Layer-wise dynamics of U2 and S for representative models. Top: MMBench (synergy-driven). Bottom: PMC-VQA (knowledge-driven).

Training Dynamics: Visual Instruction Tuning Unlocks Fusion

We trace PID through LLaVA-1.5's two-stage training. Multimodal fusion S is learned primarily during visual instruction tuning rather than alignment pretraining:

  • Stage 1 (Alignment Pretraining): Both S and U2 remain low and stable. Only the projector is trained.
  • Stage 2 (Visual Instruction Tuning): Both components increase markedly. The 7B model shows stronger gains in S, while the 13B model shows comparatively stronger growth in U2.
Learning dynamics of LLaVA-1.5

Evolution of S and U2 during two-stage training of LLaVA-1.5 (7B, 13B) on MMBench and PMC-VQA.

Conclusion & Discussion

Higher accuracy does not necessarily imply stronger multimodal fusion. PID complements accuracy-only evaluation by revealing whether success comes from true cross-modal interaction or language-side priors. We suggest using S and U2 as diagnostic signals for model analysis and scaling, and designing benchmarks that require high synergy rather than recoverable language priors.

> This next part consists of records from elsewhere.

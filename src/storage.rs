mod data_dir;

pub use data_dir::{CONFIG_FILE, DataDir, LoadError};
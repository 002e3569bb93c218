use anyhow::{Context, Result};
use clap::Args;
use serde::Serialize;
use std::{env, str::FromStr};

use crate::{fs::checksum::REMOTE_CHECKSUM_THRESHOLD, services::local_store::MAX_PAGE_SIZE};

/// Centralized filesystem configuration.
/// Combines environment variables and CLI arguments; CLI wins.
#[derive(Debug, Clone, Serialize, PartialEq, Eq)]
pub struct FsConfig {
    pub user: String,
    pub home_directory: String,
    pub storage_dir: String,
    pub database_url: String,
    pub remote_checksum_threshold: u64,
    pub page_size: usize,
}

/// Command-line configuration, shared by every subcommand.
#[derive(Args, Debug, Clone, Default)]
pub struct ConfigArgs {
    /// Account name, optionally `account/subuser` (overrides MANTA_USER)
    #[arg(long, global = true)]
    pub user: Option<String>,

    /// Directory where object payloads are stored (overrides MANTA_FS_STORAGE_DIR)
    #[arg(long, global = true)]
    pub storage_dir: Option<String>,

    /// Metadata database URL (overrides MANTA_FS_DATABASE_URL)
    #[arg(long, global = true)]
    pub database_url: Option<String>,

    /// Size above which checksums run as a remote job
    /// (overrides MANTA_FS_REMOTE_CHECKSUM_THRESHOLD)
    #[arg(long, global = true)]
    pub remote_checksum_threshold: Option<u64>,

    /// Entries per listing page, 1 to 1000 (overrides MANTA_FS_PAGE_SIZE)
    #[arg(long, global = true)]
    pub page_size: Option<usize>,

    /// Print the resolved configuration before running
    #[arg(long, global = true)]
    pub dump_config: bool,
}

impl FsConfig {
    /// Merge CLI args over the process environment.
    pub fn from_env_and_args(args: &ConfigArgs) -> Result<Self> {
        Self::from_lookup(args, |name| env::var(name))
    }

    fn from_lookup(
        args: &ConfigArgs,
        lookup: impl Fn(&str) -> Result<String, env::VarError>,
    ) -> Result<Self> {
        // --- Environment fallback ---
        let env_user = lookup("MANTA_USER").unwrap_or_else(|_| "anonymous".into());
        let env_storage =
            lookup("MANTA_FS_STORAGE_DIR").unwrap_or_else(|_| "./data/objects".into());
        let env_db = lookup("MANTA_FS_DATABASE_URL")
            .unwrap_or_else(|_| "sqlite://./data/meta/manta_fs.db".into());
        let env_threshold = parse_var(
            &lookup,
            "MANTA_FS_REMOTE_CHECKSUM_THRESHOLD",
            REMOTE_CHECKSUM_THRESHOLD,
        )?;
        let env_page_size = parse_var(&lookup, "MANTA_FS_PAGE_SIZE", MAX_PAGE_SIZE)?;

        // --- Merge ---
        let user = args.user.clone().unwrap_or(env_user);
        Ok(Self {
            home_directory: home_from_user(&user),
            user,
            storage_dir: args.storage_dir.clone().unwrap_or(env_storage),
            database_url: args.database_url.clone().unwrap_or(env_db),
            remote_checksum_threshold: args.remote_checksum_threshold.unwrap_or(env_threshold),
            page_size: args
                .page_size
                .unwrap_or(env_page_size)
                .clamp(1, MAX_PAGE_SIZE),
        })
    }

    /// Whether `--dump-config` or MANTA_FS_DUMP_CONFIG asks for the config.
    pub fn dump_requested(args: &ConfigArgs) -> Result<bool> {
        if args.dump_config {
            return Ok(true);
        }
        parse_var(&|name: &str| env::var(name), "MANTA_FS_DUMP_CONFIG", false)
    }
}

/// Home directory of an account. Subusers (`account/subuser`) share the
/// account's home.
pub fn home_from_user(user: &str) -> String {
    let account = user.split('/').next().unwrap_or(user);
    format!("/{}", account)
}

fn parse_var<T>(
    lookup: &impl Fn(&str) -> Result<String, env::VarError>,
    name: &str,
    default: T,
) -> Result<T>
where
    T: FromStr,
    T::Err: std::error::Error + Send + Sync + 'static,
{
    match lookup(name) {
        Ok(value) => value
            .trim()
            .parse::<T>()
            .with_context(|| format!("parsing {} value `{}`", name, value)),
        Err(env::VarError::NotPresent) => Ok(default),
        Err(err) => Err(err).with_context(|| format!("reading {}", name)),
    }
}
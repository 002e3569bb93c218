//! Liveness notifications for long uploads.
//!
//! Callers that watch for stalled writers get a progress callback while
//! bytes keep flowing. The callback fires once when the relay is built and
//! then at most once per [`PROGRESS_INTERVAL`] across writes, flushes and
//! shutdown.

use std::{
    io,
    pin::Pin,
    sync::Arc,
    task::{Context, Poll},
    time::Duration,
};

use tokio::{io::AsyncWrite, time::Instant};
use tracing::warn;

/// Minimum time between two progress callbacks.
pub const PROGRESS_INTERVAL: Duration = Duration::from_millis(500);

/// Liveness callback. Failures are logged and never reach the writer.
pub type ProgressCallback = Arc<dyn Fn() -> anyhow::Result<()> + Send + Sync>;

/// Write-through wrapper that reports progress on a fixed interval.
pub struct ProgressRelay<W> {
    inner: W,
    progress: ProgressCallback,
    interval: Duration,
    last_update: Option<Instant>,
}

impl<W> ProgressRelay<W> {
    pub fn new(inner: W, progress: ProgressCallback) -> Self {
        Self::with_interval(inner, progress, PROGRESS_INTERVAL)
    }

    pub fn with_interval(inner: W, progress: ProgressCallback, interval: Duration) -> Self {
        let mut relay = Self {
            inner,
            progress,
            interval,
            last_update: None,
        };
        relay.update_progress();
        relay
    }

    pub fn get_ref(&self) -> &W {
        &self.inner
    }

    pub fn into_inner(self) -> W {
        self.inner
    }

    fn update_progress(&mut self) {
        let now = Instant::now();
        let due = self
            .last_update
            .is_none_or(|last| now.duration_since(last) >= self.interval);
        if !due {
            return;
        }

        self.last_update = Some(now);
        if let Err(err) = (self.progress)() {
            warn!("Progress notification failed: {:#}", err);
        }
    }
}

impl<W: AsyncWrite + Unpin> AsyncWrite for ProgressRelay<W> {
    fn poll_write(
        self: Pin<&mut Self>,
        cx: &mut Context<'_>,
        buf: &[u8],
    ) -> Poll<io::Result<usize>> {
        let this = self.get_mut();
        this.update_progress();
        Pin::new(&mut this.inner).poll_write(cx, buf)
    }

    fn poll_flush(self: Pin<&mut Self>, cx: &mut Context<'_>) -> Poll<io::Result<()>> {
        let this = self.get_mut();
        this.update_progress();
        Pin::new(&mut this.inner).poll_flush(cx)
    }

    fn poll_shutdown(self: Pin<&mut Self>, cx: &mut Context<'_>) -> Poll<io::Result<()>> {
        let this = self.get_mut();
        this.update_progress();
        Pin::new(&mut this.inner).poll_shutdown(cx)
    }
}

This study has several limitations. PID estimation assumes a discrete target space, so our framework does not cover fully open-ended generation tasks. Additionally, our unimodal probes are approximate: masking a modality with calibrated noise stabilizes estimation, but U1, U2, and S are measured under this probe rather than under truly natural unimodal inputs.

Looking ahead, (U1, U2, S) can serve as diagnostic signals during scaling and instruction tuning, and potentially as auxiliary objectives to balance fusion and language priors. PID-based analyses can also guide the construction of benchmarks that explicitly require high synergy S or isolate language priors U2.

Qualitative Case Studies

Illustrating how different models process the same question

Case study: Geography question

Case 1: A geography question. Models with high synergy S correctly integrate map visuals with language context to identify "Massachusetts."

Case study: Spatial relation question

Case 2: A spatial relation question. The PID decomposition reveals how each model balances vision uniqueness, language priors, and synergistic fusion.

BibTeX

@inproceedings{xiu2026comprehensive,
  title={A Comprehensive Information-Decomposition Analysis of Large Vision-Language Models},
  author={Xiu, Lixin and Luo, Xufang and Nakayama, Hideki},
  booktitle={International Conference on Learning Representations (ICLR)},
  year={2026}
}

References

  1. Paul L. Williams and Randall D. Beer. Nonnegative decomposition of multivariate information. arXiv 2010.
  2. Paul Pu Liang, Yun Cheng, Xiang Fan, Chun Kai Ling, Suzanne Nie, Richard Chen, Zihao Deng, Nicholas Allen, Randy Auerbach, Faisal Mahmood, et al. Quantifying & modeling multimodal interactions: An information decomposition framework. NeurIPS 2023.